Exercise instructions:
Whenever a line in the records below holds the string "display", copy it out.

Stored data entries:
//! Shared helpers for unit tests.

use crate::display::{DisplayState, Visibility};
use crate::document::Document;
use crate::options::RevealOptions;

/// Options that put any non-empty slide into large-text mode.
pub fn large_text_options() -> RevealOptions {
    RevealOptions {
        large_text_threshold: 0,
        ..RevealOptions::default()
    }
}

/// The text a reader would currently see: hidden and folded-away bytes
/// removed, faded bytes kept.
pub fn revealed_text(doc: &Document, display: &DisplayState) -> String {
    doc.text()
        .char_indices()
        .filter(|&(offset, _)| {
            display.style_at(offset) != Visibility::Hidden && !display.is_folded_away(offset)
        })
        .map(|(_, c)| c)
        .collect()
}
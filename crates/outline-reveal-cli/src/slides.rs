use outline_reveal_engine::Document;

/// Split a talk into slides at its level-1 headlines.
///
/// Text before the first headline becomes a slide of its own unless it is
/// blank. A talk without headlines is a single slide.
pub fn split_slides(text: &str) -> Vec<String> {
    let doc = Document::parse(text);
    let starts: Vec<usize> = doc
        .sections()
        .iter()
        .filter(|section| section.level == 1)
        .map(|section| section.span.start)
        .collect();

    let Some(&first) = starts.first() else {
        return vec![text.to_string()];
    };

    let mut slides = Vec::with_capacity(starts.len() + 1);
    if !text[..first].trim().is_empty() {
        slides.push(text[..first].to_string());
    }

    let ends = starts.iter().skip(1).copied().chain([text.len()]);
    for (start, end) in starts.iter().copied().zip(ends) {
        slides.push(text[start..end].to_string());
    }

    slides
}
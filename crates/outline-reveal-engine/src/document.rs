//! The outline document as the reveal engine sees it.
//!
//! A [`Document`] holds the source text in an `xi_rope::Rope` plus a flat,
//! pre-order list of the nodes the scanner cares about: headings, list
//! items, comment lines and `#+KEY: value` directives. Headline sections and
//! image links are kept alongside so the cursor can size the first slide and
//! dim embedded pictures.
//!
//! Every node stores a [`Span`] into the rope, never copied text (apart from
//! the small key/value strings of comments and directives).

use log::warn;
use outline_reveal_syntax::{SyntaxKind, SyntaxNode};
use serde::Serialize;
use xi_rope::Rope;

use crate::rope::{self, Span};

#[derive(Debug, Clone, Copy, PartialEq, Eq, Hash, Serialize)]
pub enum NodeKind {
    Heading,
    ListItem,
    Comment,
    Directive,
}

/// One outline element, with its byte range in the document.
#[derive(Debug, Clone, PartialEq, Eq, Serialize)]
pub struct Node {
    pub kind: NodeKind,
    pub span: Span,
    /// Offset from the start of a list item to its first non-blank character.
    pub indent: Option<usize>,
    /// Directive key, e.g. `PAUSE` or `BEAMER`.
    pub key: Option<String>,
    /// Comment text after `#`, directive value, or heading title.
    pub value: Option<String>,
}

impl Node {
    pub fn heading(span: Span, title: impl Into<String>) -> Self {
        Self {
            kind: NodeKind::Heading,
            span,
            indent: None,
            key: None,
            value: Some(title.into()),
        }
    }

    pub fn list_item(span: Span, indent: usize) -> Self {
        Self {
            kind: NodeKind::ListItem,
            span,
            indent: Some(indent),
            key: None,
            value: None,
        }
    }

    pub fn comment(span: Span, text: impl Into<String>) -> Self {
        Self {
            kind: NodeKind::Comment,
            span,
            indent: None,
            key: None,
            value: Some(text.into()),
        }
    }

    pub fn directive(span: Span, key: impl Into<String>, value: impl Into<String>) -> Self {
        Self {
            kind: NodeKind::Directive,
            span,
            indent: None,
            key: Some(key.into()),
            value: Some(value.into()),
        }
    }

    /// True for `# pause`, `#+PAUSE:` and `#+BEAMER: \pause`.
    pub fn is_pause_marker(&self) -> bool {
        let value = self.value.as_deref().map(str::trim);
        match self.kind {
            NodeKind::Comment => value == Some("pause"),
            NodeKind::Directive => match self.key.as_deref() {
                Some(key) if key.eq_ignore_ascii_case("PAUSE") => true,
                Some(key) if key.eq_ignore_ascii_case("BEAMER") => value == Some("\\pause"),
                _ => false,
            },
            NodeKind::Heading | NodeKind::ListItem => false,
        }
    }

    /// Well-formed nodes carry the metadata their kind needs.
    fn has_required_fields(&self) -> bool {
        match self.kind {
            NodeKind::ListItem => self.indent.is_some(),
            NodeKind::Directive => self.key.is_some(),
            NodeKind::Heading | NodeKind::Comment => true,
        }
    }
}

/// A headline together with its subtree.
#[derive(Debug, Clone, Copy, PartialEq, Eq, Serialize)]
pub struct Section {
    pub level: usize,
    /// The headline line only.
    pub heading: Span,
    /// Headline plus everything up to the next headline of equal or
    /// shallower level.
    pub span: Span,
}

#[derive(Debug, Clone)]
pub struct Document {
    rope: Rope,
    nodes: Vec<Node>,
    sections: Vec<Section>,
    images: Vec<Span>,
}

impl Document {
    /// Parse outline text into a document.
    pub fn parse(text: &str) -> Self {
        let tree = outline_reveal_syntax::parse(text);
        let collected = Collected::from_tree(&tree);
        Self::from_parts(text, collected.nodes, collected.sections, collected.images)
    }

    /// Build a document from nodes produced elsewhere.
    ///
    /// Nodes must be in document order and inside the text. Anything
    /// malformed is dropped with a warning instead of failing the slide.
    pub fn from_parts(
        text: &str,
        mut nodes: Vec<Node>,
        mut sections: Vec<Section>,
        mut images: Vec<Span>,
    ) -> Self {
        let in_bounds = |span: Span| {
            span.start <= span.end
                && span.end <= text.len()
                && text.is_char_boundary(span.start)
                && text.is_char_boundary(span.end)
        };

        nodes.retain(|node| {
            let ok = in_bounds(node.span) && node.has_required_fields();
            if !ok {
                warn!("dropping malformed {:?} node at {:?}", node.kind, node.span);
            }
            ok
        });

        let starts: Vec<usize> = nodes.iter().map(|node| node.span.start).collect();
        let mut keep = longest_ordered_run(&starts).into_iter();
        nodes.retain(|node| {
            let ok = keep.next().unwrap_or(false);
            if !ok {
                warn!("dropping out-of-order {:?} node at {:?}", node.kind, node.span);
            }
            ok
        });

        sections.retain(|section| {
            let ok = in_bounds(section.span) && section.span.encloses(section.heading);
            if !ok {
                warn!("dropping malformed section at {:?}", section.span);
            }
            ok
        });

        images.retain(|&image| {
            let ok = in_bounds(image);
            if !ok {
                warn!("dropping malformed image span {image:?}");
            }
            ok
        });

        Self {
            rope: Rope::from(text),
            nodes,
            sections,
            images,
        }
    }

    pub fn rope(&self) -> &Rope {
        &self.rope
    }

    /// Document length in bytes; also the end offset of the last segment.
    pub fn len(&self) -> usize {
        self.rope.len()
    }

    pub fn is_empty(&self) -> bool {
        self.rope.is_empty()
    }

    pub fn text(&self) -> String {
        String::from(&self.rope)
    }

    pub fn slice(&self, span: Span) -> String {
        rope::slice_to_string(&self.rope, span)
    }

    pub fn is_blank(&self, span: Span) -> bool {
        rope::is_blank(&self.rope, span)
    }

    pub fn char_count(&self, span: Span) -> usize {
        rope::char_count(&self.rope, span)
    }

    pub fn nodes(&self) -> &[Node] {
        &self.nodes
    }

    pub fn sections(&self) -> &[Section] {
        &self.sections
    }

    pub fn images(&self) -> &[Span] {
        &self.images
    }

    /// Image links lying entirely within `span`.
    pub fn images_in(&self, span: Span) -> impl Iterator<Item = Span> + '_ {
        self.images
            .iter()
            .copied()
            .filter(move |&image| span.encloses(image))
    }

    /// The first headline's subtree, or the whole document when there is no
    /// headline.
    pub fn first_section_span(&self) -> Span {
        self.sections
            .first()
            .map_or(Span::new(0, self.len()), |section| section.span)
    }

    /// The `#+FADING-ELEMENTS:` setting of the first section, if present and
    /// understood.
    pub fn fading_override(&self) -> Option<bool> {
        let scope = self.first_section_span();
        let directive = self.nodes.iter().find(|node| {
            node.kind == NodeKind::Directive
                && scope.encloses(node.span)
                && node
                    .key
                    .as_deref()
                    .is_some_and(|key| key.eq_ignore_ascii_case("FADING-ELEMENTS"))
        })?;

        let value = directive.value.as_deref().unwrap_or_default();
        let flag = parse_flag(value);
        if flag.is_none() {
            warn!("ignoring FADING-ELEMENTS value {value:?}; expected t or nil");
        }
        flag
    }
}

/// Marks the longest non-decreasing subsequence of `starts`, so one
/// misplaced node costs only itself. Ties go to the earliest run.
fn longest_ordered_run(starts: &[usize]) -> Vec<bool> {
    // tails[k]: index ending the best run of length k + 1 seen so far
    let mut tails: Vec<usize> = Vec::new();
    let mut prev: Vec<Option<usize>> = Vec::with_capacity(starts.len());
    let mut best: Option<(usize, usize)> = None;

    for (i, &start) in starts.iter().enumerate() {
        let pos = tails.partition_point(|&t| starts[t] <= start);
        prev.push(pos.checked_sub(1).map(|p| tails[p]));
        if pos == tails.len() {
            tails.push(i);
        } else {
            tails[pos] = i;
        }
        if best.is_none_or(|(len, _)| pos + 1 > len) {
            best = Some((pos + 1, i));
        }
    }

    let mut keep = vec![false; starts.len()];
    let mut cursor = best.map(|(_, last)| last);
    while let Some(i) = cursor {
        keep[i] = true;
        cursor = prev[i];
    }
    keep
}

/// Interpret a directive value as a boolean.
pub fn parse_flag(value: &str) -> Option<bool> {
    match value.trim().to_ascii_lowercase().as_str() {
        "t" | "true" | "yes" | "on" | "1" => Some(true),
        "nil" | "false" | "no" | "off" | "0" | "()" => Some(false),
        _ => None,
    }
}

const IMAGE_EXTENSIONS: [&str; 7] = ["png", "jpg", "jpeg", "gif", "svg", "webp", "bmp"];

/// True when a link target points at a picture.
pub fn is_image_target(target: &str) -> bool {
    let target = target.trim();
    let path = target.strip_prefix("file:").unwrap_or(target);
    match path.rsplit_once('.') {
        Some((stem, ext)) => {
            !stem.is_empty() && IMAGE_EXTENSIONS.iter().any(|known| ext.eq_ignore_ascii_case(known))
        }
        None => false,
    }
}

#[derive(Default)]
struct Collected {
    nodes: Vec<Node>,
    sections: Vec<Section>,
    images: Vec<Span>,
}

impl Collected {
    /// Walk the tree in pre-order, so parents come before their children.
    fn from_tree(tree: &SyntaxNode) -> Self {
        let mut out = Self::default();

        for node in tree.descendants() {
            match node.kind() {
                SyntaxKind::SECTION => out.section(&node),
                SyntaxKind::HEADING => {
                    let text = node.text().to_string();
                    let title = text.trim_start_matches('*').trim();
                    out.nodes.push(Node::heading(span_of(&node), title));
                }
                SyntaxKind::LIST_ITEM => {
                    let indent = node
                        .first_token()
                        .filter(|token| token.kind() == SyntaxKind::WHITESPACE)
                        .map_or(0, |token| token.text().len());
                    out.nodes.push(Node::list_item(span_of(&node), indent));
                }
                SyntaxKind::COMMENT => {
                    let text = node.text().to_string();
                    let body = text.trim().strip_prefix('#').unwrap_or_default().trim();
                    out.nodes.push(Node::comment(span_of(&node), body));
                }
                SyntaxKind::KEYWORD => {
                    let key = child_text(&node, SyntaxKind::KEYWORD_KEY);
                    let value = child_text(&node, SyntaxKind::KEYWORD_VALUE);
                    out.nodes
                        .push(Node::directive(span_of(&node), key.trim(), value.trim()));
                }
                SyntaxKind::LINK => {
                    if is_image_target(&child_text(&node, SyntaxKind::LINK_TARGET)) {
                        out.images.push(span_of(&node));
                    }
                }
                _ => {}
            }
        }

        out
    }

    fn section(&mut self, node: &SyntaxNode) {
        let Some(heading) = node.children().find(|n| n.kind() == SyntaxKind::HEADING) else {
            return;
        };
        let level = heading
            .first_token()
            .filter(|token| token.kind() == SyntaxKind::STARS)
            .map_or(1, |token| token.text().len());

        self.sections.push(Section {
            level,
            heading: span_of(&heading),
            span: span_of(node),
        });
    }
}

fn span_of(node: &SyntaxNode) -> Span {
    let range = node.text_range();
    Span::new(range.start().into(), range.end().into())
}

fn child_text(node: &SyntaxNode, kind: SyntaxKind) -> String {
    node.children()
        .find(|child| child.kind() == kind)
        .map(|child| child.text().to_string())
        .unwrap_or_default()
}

Response area:
use crate::display::{DisplayState, Visibility};
pub fn revealed_text(doc: &Document, display: &DisplayState) -> String {
            display.style_at(offset) != Visibility::Hidden && !display.is_folded_away(offset)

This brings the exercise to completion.